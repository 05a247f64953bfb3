use std::collections::HashMap;

use glam::{IVec3, Vec3};
use log::error;

use crate::config::WorldGenConfig;
use crate::world::block::{Block, BlockId};
use crate::world::blocks_data::{self, BLOCKS, DIRT, GRASS, RESOURCES};
use crate::world::chunk_coord::ChunkCoord;
use crate::world::instancing::{BlockInstance, InstanceList};
use crate::world::noise::NoiseSource;
use crate::world::overlay::EditOverlay;

/// The six axis neighbors used by visibility checks and refresh fan-out.
pub(crate) const NEIGHBOR_OFFSETS: [IVec3; 6] = [
    IVec3::X,
    IVec3::NEG_X,
    IVec3::Y,
    IVec3::NEG_Y,
    IVec3::Z,
    IVec3::NEG_Z,
];

/// Cell dimensions shared by every chunk in a world. `width` spans both
/// horizontal axes.
#[derive(Debug, Clone, Copy, PartialEq, Eq)]
pub struct ChunkSize {
    pub width: u32,
    pub height: u32,
}

impl ChunkSize {
    pub fn new(width: u32, height: u32) -> Self {
        Self { width, height }
    }

    pub fn volume(&self) -> usize {
        (self.width * self.width * self.height) as usize
    }
}

/// One fixed-size cuboid region of the voxel grid: a dense block array plus
/// one packed render-instance list per non-empty block type.
///
/// A chunk is created unloaded, generated exactly once, and disposed when the
/// world evicts it. It must not be queried before `generate` completes; the
/// owning `World` guards this through the `loaded` flag.
pub struct Chunk {
    coord: ChunkCoord,
    size: ChunkSize,
    origin: IVec3,
    cells: Vec<Block>,
    instances: HashMap<BlockId, InstanceList>,
    loaded: bool,
}

impl Chunk {
    pub fn new(coord: ChunkCoord, size: ChunkSize) -> Self {
        Self {
            coord,
            size,
            origin: coord.origin(size.width),
            cells: vec![Block::EMPTY; size.volume()],
            instances: HashMap::new(),
            loaded: false,
        }
    }

    pub fn coord(&self) -> ChunkCoord {
        self.coord
    }

    pub fn size(&self) -> ChunkSize {
        self.size
    }

    pub fn origin(&self) -> IVec3 {
        self.origin
    }

    pub fn is_loaded(&self) -> bool {
        self.loaded
    }

    /// Fills the chunk deterministically from the generation parameters:
    /// terrain columns, then noise-scattered resources, then replay of any
    /// recorded player edits, then the render-instance build. Only after all
    /// of that does the chunk report itself loaded.
    pub fn generate(&mut self, params: &WorldGenConfig, overlay: &EditOverlay) {
        let noise = NoiseSource::new(params.seed);
        self.reset();
        self.generate_terrain(&noise, params);
        self.generate_resources(&noise);
        self.apply_overlay(overlay);
        self.build_instances();
        self.loaded = true;
    }

    /// Releases the render-instance lists. Called by the world on eviction.
    pub fn dispose(&mut self) {
        self.instances.clear();
        self.loaded = false;
    }

    fn reset(&mut self) {
        self.cells.fill(Block::EMPTY);
        self.instances.clear();
        self.loaded = false;
    }

    fn generate_terrain(&mut self, noise: &NoiseSource, params: &WorldGenConfig) {
        let width = self.size.width as i32;
        let height = self.size.height as i32;

        for x in 0..width {
            for z in 0..width {
                let world_x = (self.origin.x + x) as f64;
                let world_z = (self.origin.z + z) as f64;
                let value = noise.sample_2d(world_x / params.scale, world_z / params.scale);
                let scaled = params.offset + value * params.magnitude;
                let surface = ((scaled * height as f64).floor() as i32).clamp(0, height - 1);

                for y in 0..height {
                    let p = IVec3::new(x, y, z);
                    if y == surface {
                        self.set_block_id(p, GRASS);
                    } else if y < surface && self.block_id(p).is_empty() {
                        self.set_block_id(p, DIRT);
                    }
                }
            }
        }
    }

    fn generate_resources(&mut self, noise: &NoiseSource) {
        let width = self.size.width as i32;
        let height = self.size.height as i32;

        for resource in RESOURCES {
            for x in 0..width {
                for y in 0..height {
                    for z in 0..width {
                        let p = IVec3::new(x, y, z);
                        // Resources only replace terrain fill, never the air
                        // above it.
                        if self.block_id(p).is_empty() {
                            continue;
                        }
                        let value = noise.sample_3d(
                            (self.origin.x + x) as f64 / resource.scale[0],
                            y as f64 / resource.scale[1],
                            (self.origin.z + z) as f64 / resource.scale[2],
                        );
                        if value > resource.threshold {
                            self.set_block_id(p, resource.id);
                        }
                    }
                }
            }
        }
    }

    fn apply_overlay(&mut self, overlay: &EditOverlay) {
        // Edits always win over generated content.
        for (local, id) in overlay.entries_for(self.coord) {
            self.set_block_id(local, id);
        }
    }

    fn build_instances(&mut self) {
        let mut lists: HashMap<BlockId, InstanceList> = BLOCKS
            .iter()
            .map(|def| (def.id, InstanceList::new(def.id)))
            .collect();

        let width = self.size.width as i32;
        let height = self.size.height as i32;
        for x in 0..width {
            for y in 0..height {
                for z in 0..width {
                    let p = IVec3::new(x, y, z);
                    let id = self.block_id(p);
                    if id.is_empty() || !self.is_block_visible(p) {
                        continue;
                    }
                    let Some(def) = blocks_data::definition(id) else {
                        error!("no catalog entry for block {id:?} at {p} in chunk {:?}", self.coord);
                        continue;
                    };
                    let position = self.cell_center(p);
                    let Some(list) = lists.get_mut(&id) else {
                        continue;
                    };
                    let index = list.push(BlockInstance {
                        position,
                        color: def.color,
                    });
                    self.set_instance_index(p, Some(index));
                }
            }
        }

        self.instances = lists;
    }

    /// A block is visible when at least one axis neighbor is empty. Neighbors
    /// outside this chunk's bounds count as empty: chunk edges are assumed
    /// exposed at generation time and corrected lazily by the world.
    pub fn is_block_visible(&self, p: IVec3) -> bool {
        if !self.in_bounds(p) {
            return false;
        }
        NEIGHBOR_OFFSETS
            .iter()
            .any(|offset| self.block_id(p + *offset).is_empty())
    }

    /// Places a block into an empty cell, instances it if visible, and records
    /// the edit. No-op when the cell is occupied or out of bounds.
    pub fn add_block(&mut self, p: IVec3, id: BlockId, overlay: &mut EditOverlay) {
        if id.is_empty() {
            return;
        }
        let Some(block) = self.block(p) else { return };
        if !block.is_empty() {
            return;
        }
        self.set_block_id(p, id);
        self.add_block_instance(p);
        overlay.set(self.coord, p, id);
    }

    /// Clears an occupied cell, retiring its render instance, and records the
    /// edit. No-op when the cell is already empty or out of bounds.
    pub fn remove_block(&mut self, p: IVec3, overlay: &mut EditOverlay) {
        let Some(block) = self.block(p) else { return };
        if block.is_empty() {
            return;
        }
        self.delete_block_instance(p);
        self.set_block_id(p, BlockId::EMPTY);
        overlay.set(self.coord, p, BlockId::EMPTY);
    }

    /// Instances the block at `p` if it exists, is non-empty, is not already
    /// instanced, and is visible. Safe to call speculatively.
    pub fn add_block_instance(&mut self, p: IVec3) {
        let Some(block) = self.block(p) else { return };
        if block.is_empty() || block.instance.is_some() || !self.is_block_visible(p) {
            return;
        }
        let Some(def) = blocks_data::definition(block.id) else {
            error!("no catalog entry for block {:?} at {p} in chunk {:?}", block.id, self.coord);
            return;
        };
        let position = self.cell_center(p);
        let Some(list) = self.instances.get_mut(&block.id) else {
            error!("no instance list for block {:?} in chunk {:?}", block.id, self.coord);
            return;
        };
        let index = list.push(BlockInstance {
            position,
            color: def.color,
        });
        self.set_instance_index(p, Some(index));
    }

    /// Retires the render instance of the block at `p`, swapping the last
    /// instance of that type into the freed slot and repointing its cell.
    /// Safe to call speculatively on uninstanced cells.
    pub fn delete_block_instance(&mut self, p: IVec3) {
        let Some(block) = self.block(p) else { return };
        let Some(index) = block.instance else { return };
        let origin = self.origin.as_vec3();

        let moved = match self.instances.get_mut(&block.id) {
            Some(list) => list.swap_remove(index),
            None => {
                error!("no instance list for block {:?} in chunk {:?}", block.id, self.coord);
                return;
            }
        };

        self.set_instance_index(p, None);
        if let Some(moved) = moved {
            let moved_local = (moved.position - origin).floor().as_ivec3();
            self.set_instance_index(moved_local, Some(index));
        }
    }

    pub fn block(&self, p: IVec3) -> Option<Block> {
        self.index(p).map(|i| self.cells[i])
    }

    /// Block id at `p`, with out-of-bounds coordinates reading as empty.
    pub fn block_id(&self, p: IVec3) -> BlockId {
        self.block(p).map_or(BlockId::EMPTY, |b| b.id)
    }

    pub fn set_block_id(&mut self, p: IVec3, id: BlockId) {
        if let Some(i) = self.index(p) {
            self.cells[i].id = id;
        }
    }

    pub fn set_instance_index(&mut self, p: IVec3, index: Option<u32>) {
        if let Some(i) = self.index(p) {
            self.cells[i].instance = index;
        }
    }

    pub fn in_bounds(&self, p: IVec3) -> bool {
        let w = self.size.width as i32;
        let h = self.size.height as i32;
        p.x >= 0 && p.x < w && p.y >= 0 && p.y < h && p.z >= 0 && p.z < w
    }

    pub fn instance_list(&self, id: BlockId) -> Option<&InstanceList> {
        self.instances.get(&id)
    }

    pub fn instance_lists(&self) -> impl Iterator<Item = &InstanceList> {
        self.instances.values()
    }

    /// World-space center of the unit cube occupied by cell `p`.
    fn cell_center(&self, p: IVec3) -> Vec3 {
        (self.origin + p).as_vec3() + Vec3::splat(0.5)
    }

    fn index(&self, p: IVec3) -> Option<usize> {
        if !self.in_bounds(p) {
            return None;
        }
        let w = self.size.width as usize;
        let h = self.size.height as usize;
        Some((p.x as usize * h + p.y as usize) * w + p.z as usize)
    }
}
use serde::{Deserialize, Serialize};

/// Parameters driving procedural terrain generation. The same seed and
/// parameters always regenerate identical chunk content.
#[derive(Debug, Clone, Copy, Serialize, Deserialize)]
pub struct WorldGenConfig {
    pub seed: u32,
    /// Baseline surface level as a fraction of chunk height.
    pub offset: f64,
    /// Horizontal wavelength of the terrain noise, in blocks.
    pub scale: f64,
    /// Noise contribution to surface level, as a fraction of chunk height.
    pub magnitude: f64,
}

impl Default for WorldGenConfig {
    fn default() -> Self {
        Self {
            seed: 0,
            offset: 0.4,
            scale: 30.0,
            magnitude: 0.2,
        }
    }
}
use std::fs;
use std::path::Path;

use serde::{Deserialize, Serialize};

use crate::config::{ChunkSysConfig, PhysicsConfig, WorldGenConfig};
use crate::utils::error::ConfigError;

/// Aggregate engine configuration, persisted as a TOML file.
#[derive(Debug, Clone, Default, Serialize, Deserialize)]
pub struct EngineConfig {
    pub worldgen: WorldGenConfig,
    pub chunksys: ChunkSysConfig,
    pub physics: PhysicsConfig,
}

impl EngineConfig {
    pub fn load(path: &Path) -> Result<Self, ConfigError> {
        let text = fs::read_to_string(path).map_err(|source| ConfigError::Read {
            path: path.to_owned(),
            source,
        })?;
        let config: Self = toml::from_str(&text)?;
        config.validate()?;
        Ok(config)
    }

    pub fn save(&self, path: &Path) -> Result<(), ConfigError> {
        let text = toml::to_string_pretty(self)?;
        fs::write(path, text).map_err(|source| ConfigError::Write {
            path: path.to_owned(),
            source,
        })
    }

    pub fn validate(&self) -> Result<(), ConfigError> {
        if self.worldgen.scale <= 0.0 {
            return Err(ConfigError::InvalidScale(self.worldgen.scale));
        }
        if self.chunksys.chunk_width == 0 || self.chunksys.chunk_height == 0 {
            return Err(ConfigError::InvalidChunkSize {
                width: self.chunksys.chunk_width,
                height: self.chunksys.chunk_height,
            });
        }
        Ok(())
    }
}

#[cfg(test)]
mod tests {
    use super::*;

    #[test]
    fn test_toml_round_trip() {
        let mut config = EngineConfig::default();
        config.worldgen.seed = 42;
        config.chunksys.draw_distance = 5;

        let text = toml::to_string_pretty(&config).unwrap();
        let parsed: EngineConfig = toml::from_str(&text).unwrap();

        assert_eq!(parsed.worldgen.seed, 42);
        assert_eq!(parsed.chunksys.draw_distance, 5);
        assert_eq!(parsed.physics.gravity, config.physics.gravity);
    }

    #[test]
    fn test_validate_rejects_bad_scale() {
        let mut config = EngineConfig::default();
        config.worldgen.scale = 0.0;
        assert!(matches!(
            config.validate(),
            Err(ConfigError::InvalidScale(_))
        ));
    }

    #[test]
    fn test_validate_rejects_zero_chunk_size() {
        let mut config = EngineConfig::default();
        config.chunksys.chunk_height = 0;
        assert!(matches!(
            config.validate(),
            Err(ConfigError::InvalidChunkSize { .. })
        ));
    }
}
━━━━━━━━━━━━━━━━
AIM OF THE TASK ::
Count the lines of the material that contain the word "parsed" and state the resulting number without further remark.

RESPONSE BELOW ::
4